** Opening Data shown block **

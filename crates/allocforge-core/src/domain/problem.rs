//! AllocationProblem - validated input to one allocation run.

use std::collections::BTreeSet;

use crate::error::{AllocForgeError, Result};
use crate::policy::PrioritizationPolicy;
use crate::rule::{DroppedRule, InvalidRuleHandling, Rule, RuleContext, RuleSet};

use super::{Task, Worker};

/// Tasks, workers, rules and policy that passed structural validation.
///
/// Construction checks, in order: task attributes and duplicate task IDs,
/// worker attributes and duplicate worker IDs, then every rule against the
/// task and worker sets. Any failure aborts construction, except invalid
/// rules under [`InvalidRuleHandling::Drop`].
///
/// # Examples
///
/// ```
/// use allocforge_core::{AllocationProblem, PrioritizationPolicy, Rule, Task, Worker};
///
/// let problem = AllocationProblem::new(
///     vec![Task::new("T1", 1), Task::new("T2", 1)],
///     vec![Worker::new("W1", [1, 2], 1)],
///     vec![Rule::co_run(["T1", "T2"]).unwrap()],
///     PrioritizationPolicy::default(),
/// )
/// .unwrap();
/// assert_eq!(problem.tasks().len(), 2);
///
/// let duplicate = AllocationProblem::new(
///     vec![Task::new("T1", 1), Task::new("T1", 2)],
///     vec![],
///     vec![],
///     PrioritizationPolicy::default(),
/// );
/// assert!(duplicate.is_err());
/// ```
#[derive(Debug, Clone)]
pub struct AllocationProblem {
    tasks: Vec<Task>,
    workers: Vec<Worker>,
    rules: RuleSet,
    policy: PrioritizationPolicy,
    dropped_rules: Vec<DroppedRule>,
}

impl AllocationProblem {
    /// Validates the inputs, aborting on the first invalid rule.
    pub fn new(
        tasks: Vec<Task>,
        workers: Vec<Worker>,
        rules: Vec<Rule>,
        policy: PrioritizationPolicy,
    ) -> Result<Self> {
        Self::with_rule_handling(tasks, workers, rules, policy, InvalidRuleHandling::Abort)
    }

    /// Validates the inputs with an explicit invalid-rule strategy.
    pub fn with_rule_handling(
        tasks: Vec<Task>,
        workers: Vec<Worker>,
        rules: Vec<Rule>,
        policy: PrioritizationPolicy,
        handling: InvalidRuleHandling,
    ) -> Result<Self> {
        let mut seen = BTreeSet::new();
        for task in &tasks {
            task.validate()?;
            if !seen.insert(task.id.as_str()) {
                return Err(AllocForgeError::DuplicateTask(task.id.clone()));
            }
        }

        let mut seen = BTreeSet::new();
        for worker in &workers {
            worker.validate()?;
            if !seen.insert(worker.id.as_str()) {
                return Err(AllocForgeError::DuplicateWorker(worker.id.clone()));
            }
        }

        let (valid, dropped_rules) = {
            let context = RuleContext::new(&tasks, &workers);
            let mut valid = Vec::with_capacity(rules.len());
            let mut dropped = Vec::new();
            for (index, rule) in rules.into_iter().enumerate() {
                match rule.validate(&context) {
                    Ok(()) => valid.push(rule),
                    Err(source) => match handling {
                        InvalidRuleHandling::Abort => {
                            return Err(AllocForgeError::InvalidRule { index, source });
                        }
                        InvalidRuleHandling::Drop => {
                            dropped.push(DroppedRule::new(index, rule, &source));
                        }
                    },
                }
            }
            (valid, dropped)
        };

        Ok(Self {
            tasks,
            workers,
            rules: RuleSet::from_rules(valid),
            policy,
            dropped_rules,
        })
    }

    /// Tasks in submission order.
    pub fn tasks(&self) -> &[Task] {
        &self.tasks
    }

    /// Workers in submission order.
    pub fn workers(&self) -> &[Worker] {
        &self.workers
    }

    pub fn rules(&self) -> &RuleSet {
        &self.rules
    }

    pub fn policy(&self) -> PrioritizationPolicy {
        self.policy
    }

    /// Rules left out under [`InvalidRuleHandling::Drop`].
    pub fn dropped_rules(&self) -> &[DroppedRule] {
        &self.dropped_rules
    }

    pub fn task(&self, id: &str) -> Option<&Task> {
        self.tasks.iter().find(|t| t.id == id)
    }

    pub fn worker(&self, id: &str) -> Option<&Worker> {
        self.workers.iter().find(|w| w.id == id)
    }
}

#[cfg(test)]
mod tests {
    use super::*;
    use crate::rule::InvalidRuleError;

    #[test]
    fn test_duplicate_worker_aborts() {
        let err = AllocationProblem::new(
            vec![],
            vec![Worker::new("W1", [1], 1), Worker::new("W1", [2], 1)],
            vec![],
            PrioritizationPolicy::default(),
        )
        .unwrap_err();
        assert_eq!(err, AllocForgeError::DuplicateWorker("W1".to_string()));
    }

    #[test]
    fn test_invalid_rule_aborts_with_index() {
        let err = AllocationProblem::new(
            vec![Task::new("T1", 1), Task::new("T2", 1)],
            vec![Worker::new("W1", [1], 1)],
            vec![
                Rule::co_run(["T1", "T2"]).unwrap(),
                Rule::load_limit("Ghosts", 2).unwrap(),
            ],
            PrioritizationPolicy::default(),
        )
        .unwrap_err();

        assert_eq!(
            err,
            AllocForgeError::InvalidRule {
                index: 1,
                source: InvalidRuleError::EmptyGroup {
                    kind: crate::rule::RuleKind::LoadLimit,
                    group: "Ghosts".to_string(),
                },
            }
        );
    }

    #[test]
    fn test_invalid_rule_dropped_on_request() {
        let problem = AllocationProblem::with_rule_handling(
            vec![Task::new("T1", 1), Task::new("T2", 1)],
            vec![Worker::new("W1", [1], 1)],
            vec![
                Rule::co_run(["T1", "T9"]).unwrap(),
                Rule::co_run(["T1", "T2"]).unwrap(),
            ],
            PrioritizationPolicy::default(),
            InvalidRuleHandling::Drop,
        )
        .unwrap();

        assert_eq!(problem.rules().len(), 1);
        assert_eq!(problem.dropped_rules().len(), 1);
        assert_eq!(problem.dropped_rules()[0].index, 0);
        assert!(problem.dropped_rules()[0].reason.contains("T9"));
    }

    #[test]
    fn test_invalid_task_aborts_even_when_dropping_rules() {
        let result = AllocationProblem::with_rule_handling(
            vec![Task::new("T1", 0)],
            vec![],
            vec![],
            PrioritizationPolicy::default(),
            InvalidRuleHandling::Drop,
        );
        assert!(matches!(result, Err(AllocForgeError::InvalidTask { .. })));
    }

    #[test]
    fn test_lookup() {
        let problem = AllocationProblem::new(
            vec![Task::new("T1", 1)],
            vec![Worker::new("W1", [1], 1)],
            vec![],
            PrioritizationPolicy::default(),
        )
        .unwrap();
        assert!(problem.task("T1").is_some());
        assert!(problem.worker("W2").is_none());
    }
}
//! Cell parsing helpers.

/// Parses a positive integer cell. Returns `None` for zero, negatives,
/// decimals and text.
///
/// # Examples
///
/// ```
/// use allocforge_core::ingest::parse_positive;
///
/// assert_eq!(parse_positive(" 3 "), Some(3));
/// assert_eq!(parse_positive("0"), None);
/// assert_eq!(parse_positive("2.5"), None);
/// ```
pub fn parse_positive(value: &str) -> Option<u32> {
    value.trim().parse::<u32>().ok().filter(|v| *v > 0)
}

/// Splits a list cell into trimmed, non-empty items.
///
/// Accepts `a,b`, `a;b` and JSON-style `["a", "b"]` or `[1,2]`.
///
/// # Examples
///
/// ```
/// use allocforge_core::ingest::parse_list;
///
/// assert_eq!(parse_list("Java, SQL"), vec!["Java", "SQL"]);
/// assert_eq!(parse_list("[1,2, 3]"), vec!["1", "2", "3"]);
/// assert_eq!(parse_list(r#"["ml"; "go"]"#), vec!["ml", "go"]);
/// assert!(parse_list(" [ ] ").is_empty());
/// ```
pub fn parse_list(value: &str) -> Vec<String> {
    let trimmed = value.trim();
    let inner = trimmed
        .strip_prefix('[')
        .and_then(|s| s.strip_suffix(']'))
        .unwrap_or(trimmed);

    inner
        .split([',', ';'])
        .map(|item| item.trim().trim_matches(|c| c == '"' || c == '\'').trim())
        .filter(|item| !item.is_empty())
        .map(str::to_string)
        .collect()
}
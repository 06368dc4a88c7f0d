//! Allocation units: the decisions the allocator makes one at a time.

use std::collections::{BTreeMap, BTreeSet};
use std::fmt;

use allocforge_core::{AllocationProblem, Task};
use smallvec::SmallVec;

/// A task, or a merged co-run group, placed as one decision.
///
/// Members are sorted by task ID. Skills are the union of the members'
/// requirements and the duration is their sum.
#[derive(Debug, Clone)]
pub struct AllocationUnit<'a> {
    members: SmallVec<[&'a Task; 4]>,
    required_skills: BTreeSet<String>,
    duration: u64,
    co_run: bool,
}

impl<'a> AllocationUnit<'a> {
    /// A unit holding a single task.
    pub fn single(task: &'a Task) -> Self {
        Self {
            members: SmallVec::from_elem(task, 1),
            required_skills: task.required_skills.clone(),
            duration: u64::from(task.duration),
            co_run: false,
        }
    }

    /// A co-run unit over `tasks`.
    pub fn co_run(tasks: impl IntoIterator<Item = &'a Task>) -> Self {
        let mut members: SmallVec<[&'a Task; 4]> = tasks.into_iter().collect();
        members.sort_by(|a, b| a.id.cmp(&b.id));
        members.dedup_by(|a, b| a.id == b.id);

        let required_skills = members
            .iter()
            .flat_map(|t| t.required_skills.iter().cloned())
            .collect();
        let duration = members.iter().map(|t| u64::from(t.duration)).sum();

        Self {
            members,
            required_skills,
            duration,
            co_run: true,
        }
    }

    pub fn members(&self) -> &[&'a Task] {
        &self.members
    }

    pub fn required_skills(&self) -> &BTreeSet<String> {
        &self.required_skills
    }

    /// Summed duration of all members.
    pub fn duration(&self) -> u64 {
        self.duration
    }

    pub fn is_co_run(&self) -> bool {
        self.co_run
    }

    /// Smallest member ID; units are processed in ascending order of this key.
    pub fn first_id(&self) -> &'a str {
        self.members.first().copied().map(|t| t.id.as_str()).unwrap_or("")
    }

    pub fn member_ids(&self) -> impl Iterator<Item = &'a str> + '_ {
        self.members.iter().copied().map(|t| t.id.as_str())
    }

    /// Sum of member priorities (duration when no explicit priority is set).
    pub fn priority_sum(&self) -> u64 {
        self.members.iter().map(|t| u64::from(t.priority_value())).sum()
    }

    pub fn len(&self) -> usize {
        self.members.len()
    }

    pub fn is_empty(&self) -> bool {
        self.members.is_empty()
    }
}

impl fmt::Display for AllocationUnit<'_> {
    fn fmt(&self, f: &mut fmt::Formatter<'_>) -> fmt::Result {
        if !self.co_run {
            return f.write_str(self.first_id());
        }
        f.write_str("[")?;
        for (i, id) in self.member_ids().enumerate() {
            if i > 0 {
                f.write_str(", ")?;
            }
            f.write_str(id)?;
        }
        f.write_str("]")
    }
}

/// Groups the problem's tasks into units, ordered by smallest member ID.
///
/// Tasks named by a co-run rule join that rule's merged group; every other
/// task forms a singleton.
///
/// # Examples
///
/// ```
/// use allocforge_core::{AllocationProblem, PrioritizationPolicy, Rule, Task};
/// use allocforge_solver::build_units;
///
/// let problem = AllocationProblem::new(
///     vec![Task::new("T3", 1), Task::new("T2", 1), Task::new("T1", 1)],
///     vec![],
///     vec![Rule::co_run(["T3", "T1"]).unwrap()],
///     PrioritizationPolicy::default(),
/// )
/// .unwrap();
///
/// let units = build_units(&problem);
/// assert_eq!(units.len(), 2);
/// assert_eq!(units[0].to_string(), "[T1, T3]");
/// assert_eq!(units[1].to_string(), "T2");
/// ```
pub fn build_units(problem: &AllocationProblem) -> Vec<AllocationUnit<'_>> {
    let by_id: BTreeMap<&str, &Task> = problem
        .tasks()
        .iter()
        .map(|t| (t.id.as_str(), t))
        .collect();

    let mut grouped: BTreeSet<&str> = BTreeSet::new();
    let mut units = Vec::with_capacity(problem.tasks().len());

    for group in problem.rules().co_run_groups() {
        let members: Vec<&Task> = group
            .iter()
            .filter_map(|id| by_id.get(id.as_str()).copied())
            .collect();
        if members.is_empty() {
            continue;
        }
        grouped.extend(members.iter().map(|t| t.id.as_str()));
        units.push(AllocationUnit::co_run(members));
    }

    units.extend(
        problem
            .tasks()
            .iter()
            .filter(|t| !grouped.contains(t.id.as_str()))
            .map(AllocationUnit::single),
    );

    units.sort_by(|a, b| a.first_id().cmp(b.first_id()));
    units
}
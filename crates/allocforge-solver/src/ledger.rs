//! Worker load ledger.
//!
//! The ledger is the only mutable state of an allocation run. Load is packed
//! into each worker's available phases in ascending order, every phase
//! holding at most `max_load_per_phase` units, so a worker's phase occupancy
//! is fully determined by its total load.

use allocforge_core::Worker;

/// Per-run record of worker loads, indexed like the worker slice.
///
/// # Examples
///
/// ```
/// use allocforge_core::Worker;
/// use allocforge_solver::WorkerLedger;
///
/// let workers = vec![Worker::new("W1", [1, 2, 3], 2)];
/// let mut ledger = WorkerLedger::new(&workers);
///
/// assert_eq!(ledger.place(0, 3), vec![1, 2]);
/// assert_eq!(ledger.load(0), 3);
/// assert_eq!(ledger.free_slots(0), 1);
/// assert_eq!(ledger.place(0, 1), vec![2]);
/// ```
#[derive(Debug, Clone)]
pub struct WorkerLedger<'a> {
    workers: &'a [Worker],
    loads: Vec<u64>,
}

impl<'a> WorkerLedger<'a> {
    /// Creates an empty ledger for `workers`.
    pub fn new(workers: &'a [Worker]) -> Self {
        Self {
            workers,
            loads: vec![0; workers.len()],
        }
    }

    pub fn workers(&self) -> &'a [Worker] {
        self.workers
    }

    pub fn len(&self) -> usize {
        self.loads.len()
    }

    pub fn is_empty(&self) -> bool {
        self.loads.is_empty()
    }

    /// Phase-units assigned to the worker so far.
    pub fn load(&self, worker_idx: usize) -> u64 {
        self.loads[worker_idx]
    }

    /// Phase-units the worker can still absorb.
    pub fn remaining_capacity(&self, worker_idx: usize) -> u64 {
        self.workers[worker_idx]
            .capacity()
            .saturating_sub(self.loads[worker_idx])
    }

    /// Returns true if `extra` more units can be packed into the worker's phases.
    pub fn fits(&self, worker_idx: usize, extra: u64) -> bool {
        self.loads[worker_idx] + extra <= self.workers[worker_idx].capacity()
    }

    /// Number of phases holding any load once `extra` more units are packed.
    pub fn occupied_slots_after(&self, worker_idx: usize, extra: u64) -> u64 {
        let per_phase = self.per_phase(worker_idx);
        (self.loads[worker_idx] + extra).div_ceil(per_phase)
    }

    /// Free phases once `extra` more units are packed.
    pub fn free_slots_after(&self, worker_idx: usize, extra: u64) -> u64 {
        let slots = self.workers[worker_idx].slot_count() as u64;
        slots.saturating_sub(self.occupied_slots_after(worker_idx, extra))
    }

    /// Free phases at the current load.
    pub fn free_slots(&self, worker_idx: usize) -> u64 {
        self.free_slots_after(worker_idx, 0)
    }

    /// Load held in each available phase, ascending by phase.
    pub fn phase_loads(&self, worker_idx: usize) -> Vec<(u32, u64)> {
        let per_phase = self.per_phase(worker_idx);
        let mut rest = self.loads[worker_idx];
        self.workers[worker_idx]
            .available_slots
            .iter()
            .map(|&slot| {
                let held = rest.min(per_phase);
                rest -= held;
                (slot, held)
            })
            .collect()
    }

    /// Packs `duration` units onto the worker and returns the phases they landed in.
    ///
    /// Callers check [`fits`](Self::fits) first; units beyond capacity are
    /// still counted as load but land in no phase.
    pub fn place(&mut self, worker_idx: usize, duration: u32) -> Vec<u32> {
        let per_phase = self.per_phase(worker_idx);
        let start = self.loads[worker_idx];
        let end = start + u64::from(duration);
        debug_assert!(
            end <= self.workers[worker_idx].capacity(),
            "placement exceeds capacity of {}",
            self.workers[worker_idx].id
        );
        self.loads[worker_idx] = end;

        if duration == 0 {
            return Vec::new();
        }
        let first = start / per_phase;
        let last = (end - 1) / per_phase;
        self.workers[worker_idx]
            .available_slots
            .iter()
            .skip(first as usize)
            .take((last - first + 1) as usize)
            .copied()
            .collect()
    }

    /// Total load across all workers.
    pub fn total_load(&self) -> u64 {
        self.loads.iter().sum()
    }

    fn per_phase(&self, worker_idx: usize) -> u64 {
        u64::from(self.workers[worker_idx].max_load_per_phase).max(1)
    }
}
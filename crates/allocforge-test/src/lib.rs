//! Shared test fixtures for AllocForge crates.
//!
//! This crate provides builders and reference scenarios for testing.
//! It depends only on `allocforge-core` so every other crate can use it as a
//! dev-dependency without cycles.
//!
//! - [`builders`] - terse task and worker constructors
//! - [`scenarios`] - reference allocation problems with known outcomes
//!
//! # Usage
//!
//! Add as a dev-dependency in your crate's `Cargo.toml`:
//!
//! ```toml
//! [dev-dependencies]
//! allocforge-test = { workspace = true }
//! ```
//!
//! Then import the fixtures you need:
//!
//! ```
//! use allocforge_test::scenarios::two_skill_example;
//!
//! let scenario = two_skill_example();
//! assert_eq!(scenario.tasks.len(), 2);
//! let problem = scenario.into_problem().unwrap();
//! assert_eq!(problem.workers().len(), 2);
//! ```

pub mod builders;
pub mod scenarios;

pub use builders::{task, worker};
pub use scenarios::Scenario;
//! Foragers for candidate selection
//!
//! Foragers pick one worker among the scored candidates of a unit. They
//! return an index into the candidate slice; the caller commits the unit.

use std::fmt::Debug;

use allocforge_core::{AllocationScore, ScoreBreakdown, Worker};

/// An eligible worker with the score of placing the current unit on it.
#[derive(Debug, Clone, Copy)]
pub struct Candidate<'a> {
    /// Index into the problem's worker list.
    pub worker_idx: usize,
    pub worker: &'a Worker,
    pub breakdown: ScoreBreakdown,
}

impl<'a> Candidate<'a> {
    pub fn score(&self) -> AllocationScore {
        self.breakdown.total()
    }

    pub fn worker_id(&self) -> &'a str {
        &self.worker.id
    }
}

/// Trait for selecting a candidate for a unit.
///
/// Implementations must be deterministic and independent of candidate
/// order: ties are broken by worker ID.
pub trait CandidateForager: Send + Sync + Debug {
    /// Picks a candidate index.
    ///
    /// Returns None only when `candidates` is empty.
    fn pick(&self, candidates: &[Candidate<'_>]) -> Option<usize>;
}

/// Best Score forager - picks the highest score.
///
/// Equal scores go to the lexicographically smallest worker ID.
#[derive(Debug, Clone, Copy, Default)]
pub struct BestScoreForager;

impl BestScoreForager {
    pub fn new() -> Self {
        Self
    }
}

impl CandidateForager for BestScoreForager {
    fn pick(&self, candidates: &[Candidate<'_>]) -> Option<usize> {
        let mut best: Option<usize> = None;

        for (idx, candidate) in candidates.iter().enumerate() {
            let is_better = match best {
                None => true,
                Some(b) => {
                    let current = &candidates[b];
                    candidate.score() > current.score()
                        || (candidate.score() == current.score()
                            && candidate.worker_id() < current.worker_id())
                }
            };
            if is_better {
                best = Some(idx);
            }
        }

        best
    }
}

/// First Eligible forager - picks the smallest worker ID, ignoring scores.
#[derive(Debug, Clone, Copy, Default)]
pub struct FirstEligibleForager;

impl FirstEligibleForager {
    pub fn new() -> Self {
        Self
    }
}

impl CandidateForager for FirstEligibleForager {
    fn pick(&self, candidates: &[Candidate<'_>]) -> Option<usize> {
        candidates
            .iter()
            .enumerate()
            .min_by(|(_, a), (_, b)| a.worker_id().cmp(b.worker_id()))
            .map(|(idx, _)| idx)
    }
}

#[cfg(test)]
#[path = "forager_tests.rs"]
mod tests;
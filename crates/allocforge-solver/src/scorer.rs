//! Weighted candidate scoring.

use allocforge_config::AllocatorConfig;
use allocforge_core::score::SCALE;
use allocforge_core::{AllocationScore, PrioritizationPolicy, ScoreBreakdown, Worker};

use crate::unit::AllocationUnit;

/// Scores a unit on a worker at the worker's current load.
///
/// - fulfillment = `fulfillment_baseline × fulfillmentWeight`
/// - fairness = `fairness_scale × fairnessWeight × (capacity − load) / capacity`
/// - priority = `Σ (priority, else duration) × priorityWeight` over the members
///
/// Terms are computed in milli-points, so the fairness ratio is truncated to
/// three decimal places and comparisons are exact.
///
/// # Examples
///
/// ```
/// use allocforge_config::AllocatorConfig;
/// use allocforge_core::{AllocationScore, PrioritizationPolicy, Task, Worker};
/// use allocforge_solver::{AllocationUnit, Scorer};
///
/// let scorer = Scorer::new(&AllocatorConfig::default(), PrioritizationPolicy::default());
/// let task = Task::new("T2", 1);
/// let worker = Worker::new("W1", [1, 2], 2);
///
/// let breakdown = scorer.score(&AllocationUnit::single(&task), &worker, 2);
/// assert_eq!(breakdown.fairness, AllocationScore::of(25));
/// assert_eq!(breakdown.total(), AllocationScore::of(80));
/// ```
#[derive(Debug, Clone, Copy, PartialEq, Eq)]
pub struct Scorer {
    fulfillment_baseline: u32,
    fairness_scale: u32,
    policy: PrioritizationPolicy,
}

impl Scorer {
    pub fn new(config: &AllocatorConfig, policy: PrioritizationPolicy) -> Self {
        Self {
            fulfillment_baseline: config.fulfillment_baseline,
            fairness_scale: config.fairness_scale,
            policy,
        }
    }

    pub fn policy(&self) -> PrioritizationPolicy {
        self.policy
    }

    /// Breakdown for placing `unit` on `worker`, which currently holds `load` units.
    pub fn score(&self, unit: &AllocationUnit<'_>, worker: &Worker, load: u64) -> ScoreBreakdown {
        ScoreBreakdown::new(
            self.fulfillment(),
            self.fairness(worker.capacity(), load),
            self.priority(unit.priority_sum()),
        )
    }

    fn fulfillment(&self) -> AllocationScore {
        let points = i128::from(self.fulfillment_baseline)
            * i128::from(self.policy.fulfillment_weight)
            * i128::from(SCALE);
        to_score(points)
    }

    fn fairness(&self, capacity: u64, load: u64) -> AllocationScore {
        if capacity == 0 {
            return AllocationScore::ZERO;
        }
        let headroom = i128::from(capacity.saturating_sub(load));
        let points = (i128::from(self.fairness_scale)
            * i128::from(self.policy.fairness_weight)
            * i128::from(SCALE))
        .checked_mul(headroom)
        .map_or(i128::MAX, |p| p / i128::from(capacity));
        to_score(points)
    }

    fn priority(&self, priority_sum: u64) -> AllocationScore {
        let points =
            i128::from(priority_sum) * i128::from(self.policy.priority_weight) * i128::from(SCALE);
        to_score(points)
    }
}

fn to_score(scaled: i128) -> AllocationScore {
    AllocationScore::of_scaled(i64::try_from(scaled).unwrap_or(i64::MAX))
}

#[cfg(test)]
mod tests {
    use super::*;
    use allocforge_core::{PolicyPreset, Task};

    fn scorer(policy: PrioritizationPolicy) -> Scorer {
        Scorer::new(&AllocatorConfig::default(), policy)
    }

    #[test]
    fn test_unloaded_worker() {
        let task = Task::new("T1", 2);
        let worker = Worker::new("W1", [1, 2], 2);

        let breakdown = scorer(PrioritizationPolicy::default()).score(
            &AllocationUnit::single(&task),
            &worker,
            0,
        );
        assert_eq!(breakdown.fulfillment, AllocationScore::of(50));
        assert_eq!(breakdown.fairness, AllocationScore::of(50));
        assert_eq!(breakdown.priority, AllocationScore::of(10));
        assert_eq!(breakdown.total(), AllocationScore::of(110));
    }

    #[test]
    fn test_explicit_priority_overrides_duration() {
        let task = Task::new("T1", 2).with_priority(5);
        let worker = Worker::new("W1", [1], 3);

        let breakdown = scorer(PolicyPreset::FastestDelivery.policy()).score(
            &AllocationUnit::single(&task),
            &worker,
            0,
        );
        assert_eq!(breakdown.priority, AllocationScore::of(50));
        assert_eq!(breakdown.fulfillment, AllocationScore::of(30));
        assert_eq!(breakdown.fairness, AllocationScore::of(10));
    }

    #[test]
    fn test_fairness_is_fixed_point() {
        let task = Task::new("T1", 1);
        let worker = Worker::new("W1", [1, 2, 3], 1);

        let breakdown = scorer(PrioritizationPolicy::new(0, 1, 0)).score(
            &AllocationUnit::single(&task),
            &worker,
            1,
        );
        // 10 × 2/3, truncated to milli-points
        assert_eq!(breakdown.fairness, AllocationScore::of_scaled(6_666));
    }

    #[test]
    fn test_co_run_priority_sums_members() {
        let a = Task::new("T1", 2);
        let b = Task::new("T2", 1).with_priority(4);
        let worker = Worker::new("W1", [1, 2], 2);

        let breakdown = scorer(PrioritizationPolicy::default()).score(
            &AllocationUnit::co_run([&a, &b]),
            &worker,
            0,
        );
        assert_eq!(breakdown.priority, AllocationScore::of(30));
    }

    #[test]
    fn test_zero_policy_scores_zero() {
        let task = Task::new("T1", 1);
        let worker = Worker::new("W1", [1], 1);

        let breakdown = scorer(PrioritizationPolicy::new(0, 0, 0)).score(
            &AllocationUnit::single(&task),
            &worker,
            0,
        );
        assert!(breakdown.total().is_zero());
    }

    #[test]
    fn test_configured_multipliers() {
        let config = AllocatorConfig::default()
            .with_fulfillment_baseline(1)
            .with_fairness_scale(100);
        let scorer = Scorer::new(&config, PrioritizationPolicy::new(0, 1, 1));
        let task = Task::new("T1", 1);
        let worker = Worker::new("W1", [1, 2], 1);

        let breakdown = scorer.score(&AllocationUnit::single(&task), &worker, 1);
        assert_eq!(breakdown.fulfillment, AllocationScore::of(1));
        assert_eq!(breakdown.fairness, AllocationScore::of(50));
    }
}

** Closing Data shown block **

What you are asked to do: Working from the entries above, filter out every line that lacks "PolicyPreset" and copy what remains.

Solution to this problem:
    use allocforge_core::{PolicyPreset, Task};
        let breakdown = scorer(PolicyPreset::FastestDelivery.policy()).score(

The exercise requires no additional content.